* Action item:
Check each line of the entries below for the word "path" and state only how many lines have it.

(Data for review Opens)

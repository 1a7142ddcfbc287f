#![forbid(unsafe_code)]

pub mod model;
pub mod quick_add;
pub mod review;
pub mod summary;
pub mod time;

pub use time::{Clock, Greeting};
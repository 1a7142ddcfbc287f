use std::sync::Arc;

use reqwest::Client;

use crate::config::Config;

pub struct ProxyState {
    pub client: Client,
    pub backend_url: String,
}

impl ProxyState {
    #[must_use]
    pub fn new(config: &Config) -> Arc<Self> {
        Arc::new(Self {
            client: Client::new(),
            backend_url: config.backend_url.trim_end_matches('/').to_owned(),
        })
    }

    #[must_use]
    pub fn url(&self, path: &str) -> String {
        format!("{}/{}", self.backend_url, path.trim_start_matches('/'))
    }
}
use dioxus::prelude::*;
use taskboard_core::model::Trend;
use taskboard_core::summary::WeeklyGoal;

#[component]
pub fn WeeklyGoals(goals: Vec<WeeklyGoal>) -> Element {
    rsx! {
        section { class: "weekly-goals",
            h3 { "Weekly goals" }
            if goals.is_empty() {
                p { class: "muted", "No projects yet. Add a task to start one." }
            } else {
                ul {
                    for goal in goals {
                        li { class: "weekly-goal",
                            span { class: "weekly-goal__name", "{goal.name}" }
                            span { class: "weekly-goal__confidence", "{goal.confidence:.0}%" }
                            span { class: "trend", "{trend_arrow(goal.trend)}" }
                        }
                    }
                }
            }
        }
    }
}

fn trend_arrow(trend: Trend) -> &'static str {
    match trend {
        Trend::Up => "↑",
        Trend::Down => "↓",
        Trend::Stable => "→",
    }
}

(Data for review Closes)
(Data for review Opens)

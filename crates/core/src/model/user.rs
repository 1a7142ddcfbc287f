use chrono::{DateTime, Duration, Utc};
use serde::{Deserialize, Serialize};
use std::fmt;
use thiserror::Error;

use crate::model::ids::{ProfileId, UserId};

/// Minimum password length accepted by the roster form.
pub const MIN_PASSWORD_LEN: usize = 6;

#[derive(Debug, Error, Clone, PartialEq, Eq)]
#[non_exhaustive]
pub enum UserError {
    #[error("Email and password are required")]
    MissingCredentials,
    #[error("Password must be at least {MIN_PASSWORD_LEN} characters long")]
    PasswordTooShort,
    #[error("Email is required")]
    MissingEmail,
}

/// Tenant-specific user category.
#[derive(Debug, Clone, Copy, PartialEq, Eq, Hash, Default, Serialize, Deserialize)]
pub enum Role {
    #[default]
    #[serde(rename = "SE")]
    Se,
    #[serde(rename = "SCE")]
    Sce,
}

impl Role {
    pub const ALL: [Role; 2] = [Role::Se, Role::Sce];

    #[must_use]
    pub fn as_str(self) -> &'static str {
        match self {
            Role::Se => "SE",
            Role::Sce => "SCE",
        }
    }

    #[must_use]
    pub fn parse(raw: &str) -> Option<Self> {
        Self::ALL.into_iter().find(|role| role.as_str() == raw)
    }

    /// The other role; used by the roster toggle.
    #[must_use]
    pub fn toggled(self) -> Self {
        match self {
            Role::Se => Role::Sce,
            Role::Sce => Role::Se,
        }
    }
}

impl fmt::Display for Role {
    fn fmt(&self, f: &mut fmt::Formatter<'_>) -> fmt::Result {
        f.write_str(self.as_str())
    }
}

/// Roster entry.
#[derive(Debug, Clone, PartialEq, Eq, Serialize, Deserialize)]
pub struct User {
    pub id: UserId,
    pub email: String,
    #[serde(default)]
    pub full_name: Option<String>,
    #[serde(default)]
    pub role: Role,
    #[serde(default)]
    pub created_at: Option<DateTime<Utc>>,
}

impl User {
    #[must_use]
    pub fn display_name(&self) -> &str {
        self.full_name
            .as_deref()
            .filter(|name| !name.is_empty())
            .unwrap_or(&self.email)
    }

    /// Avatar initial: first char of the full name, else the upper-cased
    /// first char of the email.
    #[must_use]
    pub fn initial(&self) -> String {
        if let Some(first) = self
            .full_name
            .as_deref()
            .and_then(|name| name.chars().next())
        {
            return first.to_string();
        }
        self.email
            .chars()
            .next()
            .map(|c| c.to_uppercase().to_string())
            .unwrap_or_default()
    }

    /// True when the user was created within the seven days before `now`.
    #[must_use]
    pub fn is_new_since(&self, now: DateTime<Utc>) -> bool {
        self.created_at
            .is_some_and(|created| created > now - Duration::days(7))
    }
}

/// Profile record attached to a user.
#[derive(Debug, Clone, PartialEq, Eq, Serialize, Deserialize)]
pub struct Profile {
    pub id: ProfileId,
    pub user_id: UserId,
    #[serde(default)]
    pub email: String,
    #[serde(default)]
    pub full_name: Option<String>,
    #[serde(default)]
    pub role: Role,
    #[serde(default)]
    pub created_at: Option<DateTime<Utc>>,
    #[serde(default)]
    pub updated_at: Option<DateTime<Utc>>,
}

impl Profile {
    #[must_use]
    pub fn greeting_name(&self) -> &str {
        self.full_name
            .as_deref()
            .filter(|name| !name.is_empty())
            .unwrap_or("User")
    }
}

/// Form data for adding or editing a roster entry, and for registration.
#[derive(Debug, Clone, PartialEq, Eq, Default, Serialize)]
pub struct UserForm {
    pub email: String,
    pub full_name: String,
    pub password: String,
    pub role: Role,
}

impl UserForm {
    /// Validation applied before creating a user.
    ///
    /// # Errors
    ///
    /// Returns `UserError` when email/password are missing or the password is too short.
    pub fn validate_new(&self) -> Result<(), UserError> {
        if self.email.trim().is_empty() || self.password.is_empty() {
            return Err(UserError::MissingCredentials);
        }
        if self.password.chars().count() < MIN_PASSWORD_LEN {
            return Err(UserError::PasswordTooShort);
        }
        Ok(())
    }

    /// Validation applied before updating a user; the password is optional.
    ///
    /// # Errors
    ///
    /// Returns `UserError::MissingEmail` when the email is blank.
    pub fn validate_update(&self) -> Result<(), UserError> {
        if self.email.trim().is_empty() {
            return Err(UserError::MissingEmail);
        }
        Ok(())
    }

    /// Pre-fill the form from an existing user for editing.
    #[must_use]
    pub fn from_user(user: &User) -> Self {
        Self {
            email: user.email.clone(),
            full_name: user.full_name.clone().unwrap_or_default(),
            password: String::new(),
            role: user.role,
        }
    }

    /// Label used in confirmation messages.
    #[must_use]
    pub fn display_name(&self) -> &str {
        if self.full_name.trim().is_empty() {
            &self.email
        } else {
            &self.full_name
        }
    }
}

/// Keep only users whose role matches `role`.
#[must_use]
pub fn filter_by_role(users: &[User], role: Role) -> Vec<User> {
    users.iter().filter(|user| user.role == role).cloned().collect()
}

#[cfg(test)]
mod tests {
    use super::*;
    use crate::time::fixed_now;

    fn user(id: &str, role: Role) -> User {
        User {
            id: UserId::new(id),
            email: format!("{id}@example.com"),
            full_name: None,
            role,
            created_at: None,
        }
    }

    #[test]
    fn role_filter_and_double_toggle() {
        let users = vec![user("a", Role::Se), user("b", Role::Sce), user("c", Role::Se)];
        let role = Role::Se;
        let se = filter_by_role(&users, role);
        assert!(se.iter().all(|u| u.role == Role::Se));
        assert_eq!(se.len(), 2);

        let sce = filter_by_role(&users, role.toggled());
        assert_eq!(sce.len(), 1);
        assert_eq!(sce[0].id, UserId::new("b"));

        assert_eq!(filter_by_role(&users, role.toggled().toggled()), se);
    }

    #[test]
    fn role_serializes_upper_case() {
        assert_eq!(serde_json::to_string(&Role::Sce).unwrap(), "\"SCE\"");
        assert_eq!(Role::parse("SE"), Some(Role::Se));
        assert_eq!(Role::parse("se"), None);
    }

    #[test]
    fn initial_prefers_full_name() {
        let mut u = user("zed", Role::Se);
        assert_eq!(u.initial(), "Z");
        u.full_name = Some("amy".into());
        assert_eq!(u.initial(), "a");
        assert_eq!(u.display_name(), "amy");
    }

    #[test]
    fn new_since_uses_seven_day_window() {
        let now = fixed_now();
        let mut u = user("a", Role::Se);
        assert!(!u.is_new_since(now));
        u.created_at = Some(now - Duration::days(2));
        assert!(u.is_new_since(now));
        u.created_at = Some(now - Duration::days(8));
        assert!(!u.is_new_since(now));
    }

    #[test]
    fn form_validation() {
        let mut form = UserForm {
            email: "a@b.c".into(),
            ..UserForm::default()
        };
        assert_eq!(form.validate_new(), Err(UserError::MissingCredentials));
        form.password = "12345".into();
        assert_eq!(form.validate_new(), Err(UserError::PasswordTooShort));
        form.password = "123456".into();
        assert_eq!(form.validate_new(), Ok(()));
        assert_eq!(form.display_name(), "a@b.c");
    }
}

(Data for review Closes)
(Data for review Opens)

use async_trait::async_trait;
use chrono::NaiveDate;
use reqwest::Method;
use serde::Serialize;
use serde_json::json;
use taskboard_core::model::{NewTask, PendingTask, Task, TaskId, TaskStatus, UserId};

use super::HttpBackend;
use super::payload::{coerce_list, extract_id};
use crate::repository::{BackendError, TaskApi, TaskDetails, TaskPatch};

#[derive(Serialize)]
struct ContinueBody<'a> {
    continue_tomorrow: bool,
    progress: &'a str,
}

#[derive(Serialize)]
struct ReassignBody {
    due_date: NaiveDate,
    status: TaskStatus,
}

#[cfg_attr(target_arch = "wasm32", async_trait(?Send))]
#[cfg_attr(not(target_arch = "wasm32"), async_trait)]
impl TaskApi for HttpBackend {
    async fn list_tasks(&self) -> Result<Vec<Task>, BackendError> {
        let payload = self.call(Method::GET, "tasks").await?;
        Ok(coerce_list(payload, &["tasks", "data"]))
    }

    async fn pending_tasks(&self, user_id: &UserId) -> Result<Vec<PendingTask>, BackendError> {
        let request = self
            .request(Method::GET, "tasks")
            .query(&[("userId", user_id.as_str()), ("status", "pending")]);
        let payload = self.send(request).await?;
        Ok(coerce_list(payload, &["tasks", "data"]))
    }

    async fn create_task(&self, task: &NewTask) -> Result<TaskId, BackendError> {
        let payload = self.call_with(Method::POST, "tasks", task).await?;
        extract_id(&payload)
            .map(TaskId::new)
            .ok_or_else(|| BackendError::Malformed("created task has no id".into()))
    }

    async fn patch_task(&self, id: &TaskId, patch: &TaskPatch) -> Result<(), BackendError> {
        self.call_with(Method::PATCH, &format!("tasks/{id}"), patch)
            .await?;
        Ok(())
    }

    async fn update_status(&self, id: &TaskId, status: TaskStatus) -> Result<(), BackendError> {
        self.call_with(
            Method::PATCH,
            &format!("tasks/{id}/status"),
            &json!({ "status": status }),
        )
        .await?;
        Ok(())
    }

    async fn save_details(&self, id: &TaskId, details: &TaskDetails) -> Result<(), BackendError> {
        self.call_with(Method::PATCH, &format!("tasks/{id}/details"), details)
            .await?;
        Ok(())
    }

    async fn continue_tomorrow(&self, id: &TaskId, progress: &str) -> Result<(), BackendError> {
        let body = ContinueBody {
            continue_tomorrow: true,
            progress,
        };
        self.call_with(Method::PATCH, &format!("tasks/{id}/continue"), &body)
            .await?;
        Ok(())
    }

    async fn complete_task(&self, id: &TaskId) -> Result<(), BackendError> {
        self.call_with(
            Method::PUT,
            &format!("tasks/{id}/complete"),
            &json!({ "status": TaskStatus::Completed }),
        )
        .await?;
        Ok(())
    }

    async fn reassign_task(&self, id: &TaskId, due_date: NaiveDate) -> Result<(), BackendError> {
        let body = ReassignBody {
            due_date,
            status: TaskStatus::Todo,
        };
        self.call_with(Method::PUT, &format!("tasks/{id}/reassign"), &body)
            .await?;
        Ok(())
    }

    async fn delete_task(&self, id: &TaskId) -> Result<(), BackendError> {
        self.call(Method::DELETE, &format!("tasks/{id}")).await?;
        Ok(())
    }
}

(Data for review Closes)

* Output for this task:
2